INTERREGNUM: La asociación UE-Australia. Fernando Delage

La doble presión que representan Estados Unidos (por sus aranceles punitivos y por su hostilidad hacia reglas e instituciones) y China (por el riesgo de dependencia de sus cadenas de valor y por su presión económica), se ha convertido en un poderoso acicate para el acercamiento entre los aliados europeos y asiáticos de Washington. La firma, el 24 de marzo, del doble acuerdo comercial y estratégico entre la Unión Europea y Australia, después de ocho años de negociaciones, es el último ejemplo de cómo cooperan las democracias liberales frente a un escenario de creciente incertidumbre global.

Cuando hace apenas un año la presidenta de la Comisión Europea, Ursula von der Leyen, propuso a Australia una asociación en materia de defensa, Canberra ignoró su sugerencia. Es en Asia donde se concentran sus intereses de seguridad, y son su alianza con Estados Unidos y el AUKUS los elementos clave de su estrategia. El impacto de la segunda administración Trump sobre la estabilidad internacional durante los últimos meses le ha hecho ver, sin embargo, el potencial de la UE como socio político, más allá de su relevancia como mercado de exportación. Por su parte, tras concluir sendos acuerdos de libre comercio con Mercosur e India, Bruselas incorpora a un nuevo miembro al pequeño grupo de países del Indo-Pacífico con los que ha dado un salto cualitativo en la institucionalización de sus relaciones. El pacto que acaban de cerrar ilustra el reconocimiento por ambos actores de que los principales desafíos que afrontan —competición geopolítica, coerción económica y disrupción tecnológica— son compartidos y no se limitan a sus respectivas regiones.

Bruselas estima que las exportaciones de bienes y servicios de la UE a Australia aumentarán en un tercio a lo largo de la próxima década (en torno a unos 18.000 millones de dólares cada año). La eliminación de aranceles supondrá un ahorro de unos mil millones de dólares anuales para las firmas del Viejo Continente. Canberra facilitará asimismo las inversiones europeas en su territorio, especialmente en minería y en procesamiento de tierras raras (de las que Australia posee las terceras mayores reservas mundiales). Según indica Australia, el acuerdo le aportará por su parte unos 7.000 millones de dólares anuales a su economía, y sus empresas podrán participar en la modernización de capacidades militares europeas.

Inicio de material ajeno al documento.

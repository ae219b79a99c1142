use std::collections::HashMap;
use std::fmt::Debug;
use std::path::Path;

use crate::constants::BUILTIN_ENZYMES;
use crate::errors::*;
use crate::pattern::Pattern;
use crate::table;

#[derive(Clone, Debug, PartialEq)]
pub struct EnzymeSpec {
    name: String,
    pattern: Pattern,
    cut: usize,
}

impl EnzymeSpec {
    /// Builds a validated enzyme; `cut` is the offset within `pattern` after
    /// which the top strand is cleaved, and must lie in `[0, pattern length]`.
    pub fn new(name: &str, pattern: &[u8], cut: usize) -> Result<EnzymeSpec> {
        let invalid = |reason: String| ErrorKind::InvalidEnzymeSpec(name.into(), reason);
        let pattern = Pattern::new(pattern);

        if name.trim().is_empty() {
            return Err(invalid("enzyme name is empty".into()).into());
        } else if pattern.is_empty() {
            return Err(invalid("recognition site is empty".into()).into());
        } else if let Some(nuc) = pattern.invalid_code() {
            return Err(invalid(format!(
                "recognition site contains non-IUPAC character {:?}",
                nuc as char
            ))
            .into());
        } else if cut > pattern.len() {
            return Err(invalid(format!(
                "cut offset {} is outside of recognition site {}",
                cut,
                pattern.to_string()
            ))
            .into());
        }

        Ok(EnzymeSpec {
            name: name.into(),
            pattern,
            cut,
        })
    }

    pub fn name(&self) -> &str {
        &self.name
    }

    pub fn pattern(&self) -> &Pattern {
        &self.pattern
    }

    pub fn cut(&self) -> usize {
        self.cut
    }

    pub fn len(&self) -> usize {
        self.pattern.len()
    }

    /// Recognition site with the top-strand cut marked, e.g. `G^AATTC`.
    pub fn site(&self) -> String {
        let pattern = self.pattern.to_string();

        format!("{}^{}", &pattern[..self.cut], &pattern[self.cut..])
    }
}

/// Ordered set of enzymes with case-insensitive lookup by name.
#[derive(Clone, Debug, Default)]
pub struct EnzymeCatalog {
    enzymes: Vec<EnzymeSpec>,
    names: HashMap<String, usize>,
}

impl EnzymeCatalog {
    pub fn new() -> EnzymeCatalog {
        Default::default()
    }

    pub fn builtin() -> Result<EnzymeCatalog> {
        let mut catalog = Self::new();
        for &(name, pattern, cut) in BUILTIN_ENZYMES.iter() {
            catalog.insert(EnzymeSpec::new(name, pattern, cut)?)?;
        }

        Ok(catalog)
    }

    /// Builds a catalog from `[name, pattern, cut]` rows.
    pub fn from_rows(rows: &[Vec<String>]) -> Result<EnzymeCatalog> {
        let mut catalog = Self::new();
        for row in rows {
            let (name, pattern, cut) = match row.as_slice() {
                [name, pattern, cut] => (name.trim(), pattern.trim(), cut.trim()),
                _ => {
                    let name = row.first().map(|v| v.as_str()).unwrap_or("");
                    let reason = format!("expected 3 columns (name, site, cut), found {}", row.len());

                    return Err(ErrorKind::InvalidEnzymeSpec(name.into(), reason).into());
                }
            };

            let cut = match usize::from_str_radix(cut, 10) {
                Ok(v) => v,
                Err(err) => {
                    let reason = format!("invalid cut offset {:?}: {}", cut, err);

                    return Err(ErrorKind::InvalidEnzymeSpec(name.into(), reason).into());
                }
            };

            catalog.insert(EnzymeSpec::new(name, pattern.as_bytes(), cut)?)?;
        }

        Ok(catalog)
    }

    /// Reads a tab-separated catalog of `name`, `site` and `cut` columns.
    pub fn read<P: AsRef<Path> + Debug>(filename: &P) -> Result<EnzymeCatalog> {
        let rows = table::read(filename)
            .chain_err(|| format!("failed to read enzyme catalog {:?}", filename))?;

        Self::from_rows(&rows).chain_err(|| format!("invalid enzyme catalog {:?}", filename))
    }

    pub fn insert(&mut self, enzyme: EnzymeSpec) -> Result<()> {
        let key = enzyme.name().to_ascii_lowercase();
        if self.names.contains_key(&key) {
            return Err(ErrorKind::DuplicateEnzyme(enzyme.name().into()).into());
        }

        self.enzymes.push(enzyme);
        self.names.insert(key, self.enzymes.len() - 1);

        Ok(())
    }

    pub fn get(&self, name: &str) -> Option<&EnzymeSpec> {
        self.names
            .get(&name.to_ascii_lowercase())
            .map(|&idx| &self.enzymes[idx])
    }

    /// Looks up enzymes in the order given; names listed more than once are
    /// only included the first time.
    pub fn select<S: AsRef<str>>(&self, names: &[S]) -> Result<Vec<EnzymeSpec>> {
        let mut selection: Vec<EnzymeSpec> = Vec::with_capacity(names.len());
        for name in names {
            let name = name.as_ref();
            let enzyme = match self.get(name) {
                Some(enzyme) => enzyme,
                None => return Err(ErrorKind::UnknownEnzyme(name.into()).into()),
            };

            if !selection.iter().any(|v| v.name() == enzyme.name()) {
                selection.push(enzyme.clone());
            }
        }

        Ok(selection)
    }

    pub fn iter(&self) -> std::slice::Iter<EnzymeSpec> {
        self.enzymes.iter()
    }

    pub fn enzymes(&self) -> &[EnzymeSpec] {
        &self.enzymes
    }

    pub fn len(&self) -> usize {
        self.enzymes.len()
    }

    pub fn is_empty(&self) -> bool {
        self.enzymes.is_empty()
    }
}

Aunque Australia es sólo el vigésimo socio comercial de la UE, su valor estratégico es innegable. Además de permitirle a la Unión reducir su dependencia de Estados Unidos y de China, el nuevo pacto supone un camino de entrada hacia el Acuerdo Integral y Progresivo para la Asociación Transpacífico (CPTPP en sus siglas en inglés), el mega acuerdo integrado por once economías asiáticas que representa el 15 por cien del comercio global.

La asociación en materia de seguridad no es, por supuesto, una alianza de defensa: carece de todo tipo de compromisos vinculantes. Su objetivo es el de proporcionar un marco formal de consultas y cooperación en áreas como ciberseguridad, política antiterrorista, desinformación y nuevas tecnologías, además de facilitar la formación de funcionarios y el intercambio de información clasificada.

En un mundo impredecible, los Estados miembros de la UE y Australia se unen, por resumir, para defender el libre comercio y las reglas internacionales, haciendo evidente la creciente interacción que existe entre Europa y Asia, y la indivisibilidad de su respectivo entorno estratégico. Tras haber firmado acuerdos similares con Corea del Sur, Japón e India, Bruselas cuenta en Canberra con otro socio con el que aumentar su presencia en Asia y que le ayudará a entender mejor la evolución geoeconómica y geopolítica del continente —en particular, las motivaciones y alcance de las acciones chinas—, mientras que Australia reconoce las ventajas diplomáticas que, pese a la lejanía geográfica, puede aportarle un actor afín como es la UE.